第二部分是一个userlevel脚本,它调用第一个文件并生成上面的所有图:

 #!/usr/bin/env python

from PIL import Image
import numpy as np
import matplotlib.pyplot as plt
import matplotlib.cm as cm
from findtree import findtree

# Image files to process
fname = ['nmzwj.png', 'aVZhC.png', '2K9EF.png',
         'YowlH.png', '2y4o5.png', 'FWhSP.png']

# Initialize figures
fgsz = (16,7)        
figthresh = plt.figure(figsize=fgsz, facecolor='w')
figclust  = plt.figure(figsize=fgsz, facecolor='w')
figcltwo  = plt.figure(figsize=fgsz, facecolor='w')
figborder = plt.figure(figsize=fgsz, facecolor='w')
figthresh.canvas.set_window_title('Thresholded HSV and Monochrome Brightness')
figclust.canvas.set_window_title('DBSCAN Clusters (Raw Pixel Output)')
figcltwo.canvas.set_window_title('DBSCAN Clusters (Slightly Dilated for Display)')
figborder.canvas.set_window_title('Trees with Borders')

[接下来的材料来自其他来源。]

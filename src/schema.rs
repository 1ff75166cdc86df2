// src/schema.rs

//! Structural contract for emitted catalog records.
//!
//! Validation operates on untyped JSON so that type mismatches are reported
//! per field rather than as an opaque decode failure. It is pure: the same
//! input always yields the same outcome.

use serde_json::{Map, Value};
use url::Url;

use crate::error::ValidationError;
use crate::models::{CatalogRecord, Category};

/// Field name used when the failure concerns the record as a whole.
pub const RECORD_FIELD: &str = "<record>";

/// Validate a candidate against the catalog record contract.
pub fn validate(candidate: &Value) -> Result<CatalogRecord, ValidationError> {
    let obj = candidate
        .as_object()
        .ok_or_else(|| ValidationError::new(RECORD_FIELD, "expected a JSON object"))?;

    let name = non_empty_string(obj, "name")?;
    let category = required_string(obj, "category")?
        .parse::<Category>()
        .map_err(|reason| ValidationError::new("category", reason))?;
    let order_in_section = positive_integer(obj, "orderInSection")?;
    let description = non_empty_string(obj, "description")?;
    let homepage = url_string(obj, "homepage")?;
    let icons = optional_url_list(obj, "icons")?;

    Ok(CatalogRecord {
        name,
        category,
        order_in_section,
        description,
        homepage,
        icons,
    })
}

/// Decode one JSONL line and validate it.
pub fn validate_line(line: &str) -> Result<CatalogRecord, ValidationError> {
    let value: Value = serde_json::from_str(line)
        .map_err(|e| ValidationError::new(RECORD_FIELD, format!("invalid JSON: {e}")))?;
    validate(&value)
}

/// Whether `s` is an absolute URL with a host.
pub fn is_valid_url(s: &str) -> bool {
    Url::parse(s).is_ok_and(|u| u.has_host())
}

fn required<'a>(obj: &'a Map<String, Value>, field: &str) -> Result<&'a Value, ValidationError> {
    match obj.get(field) {
        Some(value) => Ok(value),
        None => Err(ValidationError::new(field, "is required")),
    }
}

fn required_string<'a>(
    obj: &'a Map<String, Value>,
    field: &str,
) -> Result<&'a str, ValidationError> {
    let value = required(obj, field)?;
    value.as_str().ok_or_else(|| {
        ValidationError::new(field, format!("expected a string, got {}", type_name(value)))
    })
}

fn non_empty_string(obj: &Map<String, Value>, field: &str) -> Result<String, ValidationError> {
    let value = required_string(obj, field)?;
    if value.trim().is_empty() {
        return Err(ValidationError::new(field, "must not be empty"));
    }
    Ok(value.to_string())
}

fn url_string(obj: &Map<String, Value>, field: &str) -> Result<String, ValidationError> {
    let value = required_string(obj, field)?;
    if !is_valid_url(value) {
        return Err(ValidationError::new(
            field,
            format!("must be a valid URL (got {value:?})"),
        ));
    }
    Ok(value.to_string())
}

fn positive_integer(obj: &Map<String, Value>, field: &str) -> Result<u32, ValidationError> {
    let value = required(obj, field)?;
    let Some(number) = value.as_number() else {
        return Err(ValidationError::new(
            field,
            format!("expected an integer, got {}", type_name(value)),
        ));
    };

    let integer = if let Some(n) = number.as_i64() {
        n
    } else if let Some(f) = number.as_f64().filter(|f| f.fract() == 0.0 && f.is_finite()) {
        f as i64
    } else {
        return Err(ValidationError::new(field, "must be an integer"));
    };

    if integer < 1 {
        return Err(ValidationError::new(
            field,
            format!("must be a positive integer (got {integer})"),
        ));
    }
    u32::try_from(integer).map_err(|_| ValidationError::new(field, "is out of range"))
}

fn optional_url_list(
    obj: &Map<String, Value>,
    field: &str,
) -> Result<Option<Vec<String>>, ValidationError> {
    let Some(value) = obj.get(field) else {
        return Ok(None);
    };
    let items = value.as_array().ok_or_else(|| {
        ValidationError::new(field, format!("expected an array, got {}", type_name(value)))
    })?;

    let mut urls = Vec::with_capacity(items.len());
    for (i, item) in items.iter().enumerate() {
        let item_field = format!("{field}[{i}]");
        let Some(url) = item.as_str() else {
            return Err(ValidationError::new(
                item_field,
                format!("expected a string, got {}", type_name(item)),
            ));
        };
        if !is_valid_url(url) {
            return Err(ValidationError::new(
                item_field,
                format!("must be a valid URL (got {url:?})"),
            ));
        }
        urls.push(url.to_string());
    }
    Ok(Some(urls))
}

fn type_name(value: &Value) -> &'static str {
    match value {
        Value::Null => "null",
        Value::Bool(_) => "boolean",
        Value::Number(_) => "number",
        Value::String(_) => "string",
        Value::Array(_) => "array",
        Value::Object(_) => "object",
    }
}
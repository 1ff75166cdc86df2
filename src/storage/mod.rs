//! Persistence for pipeline outputs.
//!
//! ## Directory Structure
//!
//! ```text
//! parser/output/
//! ├── catalogItems.jsonl    # one validated record per line
//! └── parse.log             # validation failures + final stats line
//! output/icons/
//! └── {orderInSection}.{ext}
//! ```

pub mod assets;
pub mod jsonl;

// Re-export for convenience
pub use assets::AssetStore;
pub use jsonl::{JsonlWriter, non_blank_lines, write_text_lines};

for ii, name in zip(range(len(fname)), fname):
    # Open the file and convert to rgb image
    rgbimg = np.asarray(Image.open(name))

    # Get the tree borders as well as a bunch of other intermediate values
    # that will be used to illustrate how the algorithm works
    borderseg, X, labels, Xslice = findtree(rgbimg)

    # Display thresholded images
    axthresh = figthresh.add_subplot(2,3,ii+1)
    axthresh.set_xticks([])
    axthresh.set_yticks([])
    binimg = np.zeros((rgbimg.shape[0], rgbimg.shape[1]))
    for v, h in X:
        binimg[v,h] = 255
    axthresh.imshow(binimg, interpolation='nearest', cmap='Greys')

    # Display color-coded clusters
    axclust = figclust.add_subplot(2,3,ii+1) # Raw version
    axclust.set_xticks([])
    axclust.set_yticks([])
    axcltwo = figcltwo.add_subplot(2,3,ii+1) # Dilated slightly for display only
    axcltwo.set_xticks([])
    axcltwo.set_yticks([])
    axcltwo.imshow(binimg, interpolation='nearest', cmap='Greys')
    clustimg = np.ones(rgbimg.shape)    
    unique_labels = set(labels)
    # Generate a unique color for each cluster 
    plcol = cm.rainbow_r(np.linspace(0, 1, len(unique_labels)))
    for lbl, pix in zip(labels, Xslice):
        for col, unqlbl in zip(plcol, unique_labels):
            if lbl == unqlbl:
                # Cluster label of -1 indicates no cluster membership;
                # override default color with black
                if lbl == -1:
                    col = [0.0, 0.0, 0.0, 1.0]
                # Raw version
                for ij in range(3):
                    clustimg[pix[0],pix[1],ij] = col[ij]
                # Dilated just for display
                axcltwo.plot(pix[1], pix[0], 'o', markerfacecolor=col, 
                    markersize=1, markeredgecolor=col)
    axclust.imshow(clustimg)
    axcltwo.set_xlim(0, binimg.shape[1]-1)
    axcltwo.set_ylim(binimg.shape[0], -1)

    # Plot original images with read borders around the trees
    axborder = figborder.add_subplot(2,3,ii+1)
    axborder.set_axis_off()
    axborder.imshow(rgbimg, interpolation='nearest')
    for vseg, hseg in borderseg:
        axborder.plot(hseg, vseg, 'r-', lw=3)
    axborder.set_xlim(0, binimg.shape[1]-1)
    axborder.set_ylim(binimg.shape[0], -1)

plt.show()